• [YOUR INSTRUCTIONS] Only these lines should appear, exactly: the one containing "Prepend base overrides" and every line after it through the end of the material below.

• [DATA FOR THE TASK]
________________________

//! Config schema and deserialization

use crate::fetch::DEFAULT_USER_AGENT;
use crate::TrackSelector;
use serde::Deserialize;
use std::time::Duration;

/// Per-target override configuration
#[derive(Debug, Clone, Deserialize)]
#[serde(rename_all = "camelCase")]
pub struct ConfigOverride {
    /// Glob patterns this override applies to (matched against the file path or URL)
    pub files: Vec<String>,

    /// Optional threshold override for matched targets
    #[serde(default)]
    pub threshold: Option<u8>,

    /// Optional track selector for matched targets
    #[serde(default)]
    pub track: Option<TrackSelector>,
}

/// Root config structure for .pagelensrc.json
#[derive(Debug, Clone, Default, Deserialize)]
#[serde(rename_all = "camelCase")]
pub struct Config {
    /// Extend another config file (path relative to this config)
    #[serde(default)]
    pub extends: Option<String>,

    /// Minimum overall score (exit 1 if below). Default: none
    #[serde(default)]
    pub threshold: Option<u8>,

    /// Default track selector. Default: all
    #[serde(default)]
    pub track: Option<TrackSelector>,

    /// Glob patterns for files/directories to exclude when scanning
    #[serde(default)]
    pub ignore: Vec<String>,

    /// File suffixes treated as HTML pages (default: .html, .htm, .xhtml)
    #[serde(default)]
    pub html_patterns: Vec<String>,

    /// User-Agent header for page requests
    #[serde(default)]
    pub user_agent: Option<String>,

    /// Per-request timeout in seconds. Default: no timeout
    #[serde(default)]
    pub timeout_secs: Option<u64>,

    /// Per-target configuration overrides
    #[serde(default)]
    pub overrides: Vec<ConfigOverride>,
}

impl Config {
    /// Merge CLI overrides into config. CLI values take precedence.
    pub fn merge_with_cli(
        mut self,
        cli_threshold: Option<u8>,
        cli_track: Option<TrackSelector>,
    ) -> Self {
        if cli_threshold.is_some() {
            self.threshold = cli_threshold;
        }
        if cli_track.is_some() {
            self.track = cli_track;
        }
        self
    }

    /// Get effective config for a target (file path or URL), applying overrides
    pub fn effective_for_target(&self, target: &str) -> EffectiveConfig {
        let mut effective = EffectiveConfig {
            threshold: self.threshold,
            track: self.track.unwrap_or_default(),
        };

        // Apply matching overrides in order
        for override_cfg in &self.overrides {
            if Self::matches_override(target, &override_cfg.files) {
                if let Some(threshold) = override_cfg.threshold {
                    effective.threshold = Some(threshold);
                }
                if let Some(track) = override_cfg.track {
                    effective.track = track;
                }
            }
        }

        effective
    }

    /// Check if a target matches any of the override patterns
    fn matches_override(target: &str, patterns: &[String]) -> bool {
        patterns.iter().any(|pattern| match globset::Glob::new(pattern) {
            Ok(glob) => {
                glob.compile_matcher().is_match(target)
                    || target.contains(pattern.trim_start_matches("**/").trim_end_matches("/**"))
            }
            Err(_) => false,
        })
    }

    /// Merge another config into this one (for extends)
    pub fn merge_from(&mut self, base: Config) {
        // Base values are overridden by this config's values
        if self.threshold.is_none() {
            self.threshold = base.threshold;
        }
        if self.extends.is_none() {
            self.extends = base.extends;
        }
        if self.track.is_none() {
            self.track = base.track;
        }
        if self.user_agent.is_none() {
            self.user_agent = base.user_agent;
        }
        if self.timeout_secs.is_none() {
            self.timeout_secs = base.timeout_secs;
        }

        // Merge ignore patterns
        let mut all_ignores = base.ignore;
        all_ignores.append(&mut self.ignore);
        self.ignore = all_ignores;

        if self.html_patterns.is_empty() {
            self.html_patterns = base.html_patterns;
        }

        // Prepend base overrides
        let mut all_overrides = base.overrides;
        all_overrides.append(&mut self.overrides);
        self.overrides = all_overrides;
    }

    /// File suffixes that mark HTML pages
    pub fn get_html_patterns(&self) -> Vec<&str> {
        if self.html_patterns.is_empty() {
            vec![".html", ".htm", ".xhtml"]
        } else {
            self.html_patterns.iter().map(|s| s.as_str()).collect()
        }
    }

    pub fn user_agent(&self) -> &str {
        self.user_agent.as_deref().unwrap_or(DEFAULT_USER_AGENT)
    }

    pub fn timeout(&self) -> Option<Duration> {
        self.timeout_secs.map(Duration::from_secs)
    }
}

/// Effective configuration for a specific target (after applying overrides)
#[derive(Debug, Clone, PartialEq, Eq)]
pub struct EffectiveConfig {
    pub threshold: Option<u8>,
    pub track: TrackSelector,
}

________________________

• [SOLUTION TO THIS TASK]
        // Prepend base overrides
        let mut all_overrides = base.overrides;
        all_overrides.append(&mut self.overrides);
        self.overrides = all_overrides;
    }

    /// File suffixes that mark HTML pages
    pub fn get_html_patterns(&self) -> Vec<&str> {
        if self.html_patterns.is_empty() {
            vec![".html", ".htm", ".xhtml"]
        } else {
            self.html_patterns.iter().map(|s| s.as_str()).collect()
        }
    }

    pub fn user_agent(&self) -> &str {
        self.user_agent.as_deref().unwrap_or(DEFAULT_USER_AGENT)
    }

    pub fn timeout(&self) -> Option<Duration> {
        self.timeout_secs.map(Duration::from_secs)
    }
}

/// Effective configuration for a specific target (after applying overrides)
#[derive(Debug, Clone, PartialEq, Eq)]
pub struct EffectiveConfig {
    pub threshold: Option<u8>,
    pub track: TrackSelector,
}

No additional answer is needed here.